An increasingly robust body of research, conducted by an emerging generation of architects and designers, points the way to new methods of building and making.
Courtesy Petr Krejci
When Arthur C. Clarke said that any sufficiently advanced technology is indistinguishable from magic, he was speaking from the spectator’s point of view, not the magician’s. As our list of smart materials shows, technology solves difficult problems, but getting there requires more than just a wave of the magic wand. Each of the following projects looks past easy answers. Whether it’s a new way of looking at old problems, a new material that maximizes the efficiency of an old technique, or a new method to tap the potential of an abundant or underutilized resource, here are seven innovators who take technology out of the realm of science fiction.
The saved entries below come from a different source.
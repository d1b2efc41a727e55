//! Trailing-edge debounce.
//!
//! Each call takes a ticket from a generation counter and waits; when the
//! timer fires the action only runs if no newer call took a ticket meanwhile.

use gloo_timers::future::TimeoutFuture;
use leptos::prelude::*;
use leptos::task::spawn_local;

pub const DEFAULT_DEBOUNCE_MS: u32 = 300;

#[derive(Debug, Clone, Copy, Default, PartialEq, Eq)]
pub struct DebounceGate {
    latest: u64,
}

impl DebounceGate {
    /// Supersede every pending ticket
    pub fn ticket(&mut self) -> u64 {
        self.latest = self.latest.wrapping_add(1);
        self.latest
    }

    pub fn is_current(&self, ticket: u64) -> bool {
        self.latest == ticket
    }

    /// Drop the pending ticket without issuing a usable one
    pub fn cancel(&mut self) {
        self.ticket();
    }
}

/// Debounced callback bound to a component's lifetime.
#[derive(Clone, Copy)]
pub struct Debouncer {
    gate: StoredValue<DebounceGate>,
    delay_ms: u32,
}

impl Debouncer {
    pub fn new(delay_ms: u32) -> Self {
        Self {
            gate: StoredValue::new(DebounceGate::default()),
            delay_ms,
        }
    }

    /// Run `action` after the delay unless called again before it elapses.
    pub fn call(&self, action: impl FnOnce() + 'static) {
        let mut ticket = 0;
        self.gate.update_value(|g| ticket = g.ticket());
        let gate = self.gate;
        let delay = self.delay_ms;
        spawn_local(async move {
            TimeoutFuture::new(delay).await;
            // the owner may be gone by now
            if gate.try_with_value(|g| g.is_current(ticket)) == Some(true) {
                action();
            }
        });
    }

    pub fn cancel(&self) {
        self.gate.update_value(|g| g.cancel());
    }
}

#[cfg(test)]
mod tests {
    use super::*;

    #[test]
    fn test_only_latest_ticket_is_current() {
        let mut gate = DebounceGate::default();
        let first = gate.ticket();
        let second = gate.ticket();
        let third = gate.ticket();
        assert!(!gate.is_current(first));
        assert!(!gate.is_current(second));
        assert!(gate.is_current(third));
    }

    #[test]
    fn test_cancel_invalidates_pending() {
        let mut gate = DebounceGate::default();
        let pending = gate.ticket();
        gate.cancel();
        assert!(!gate.is_current(pending));
    }
}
3-D printing with salt, wood, paper, and more
New approaches to traditional ceramics
Converting construction waste into raw material
Innovations with seaweed
Thinking beyond warp and weft
Engineering energy-efficient building envelopes
Moving 3-D printing into the 4th dimension
The “Saltygloo” project is an igloo made of printed translucent modular salt panels.
Courtesy Matthew Millman
“We weren’t that interested in 3-D printing,” says Ronald Rael, cofounder—with partner Virginia San Fratello—of Emerging Objects, a design and research company that develops new materials for 3-D printing. “But we’re both professors, so the technology was around. And we started experimenting.” San Fratello, a 2006 Metropolis Next Generation winner, and Rael, author of Earth Architecture, began with clay. “From there,” he says, “we moved on to sand-based aggregates, concrete mixtures, and then wood.”
Rael envisions entire built environments made by additive fabrication. Emerging Objects already offers a range of options, from durable cement polymer bricks in complex geometric shapes, to wood, chocolate, paper, salt, nylon, and acrylic. Its “Saltygloo”—an igloo made of modular salt panels—demonstrates how printed materials can create visual interest and add functionality to an interior space.
With such a broad range of materials at their disposal, how do Rael and San Fratello identify one that merits further investigation? “We’re interested in sustainability,” Rael says. “The wood comes from industrial waste.” Their paper, too, comes from recycled newsprint. “And we’re interested in the subtle pieces of architecture—the material that engages your hand might be different from ones that engage your eye.” The wood and cement polymer can be fiber-reinforced for additional strength, and subjected to various finishes. “They’re really robust and beautiful,” Rael says. “There’s enormous potential in using these materials in newly flexible and sustainable ways.” —LKH
Ronald Rael and Anthony Giannini are developing 3-D printed paper, made from recycled newsprint.
Courtesy Kent Wilson
The Seat Slug is a biomorphic interpretation of a bench inspired by the morphology of a new species of sea slugs discovered in California. It is made of 230 unique rapid-manufactured pieces.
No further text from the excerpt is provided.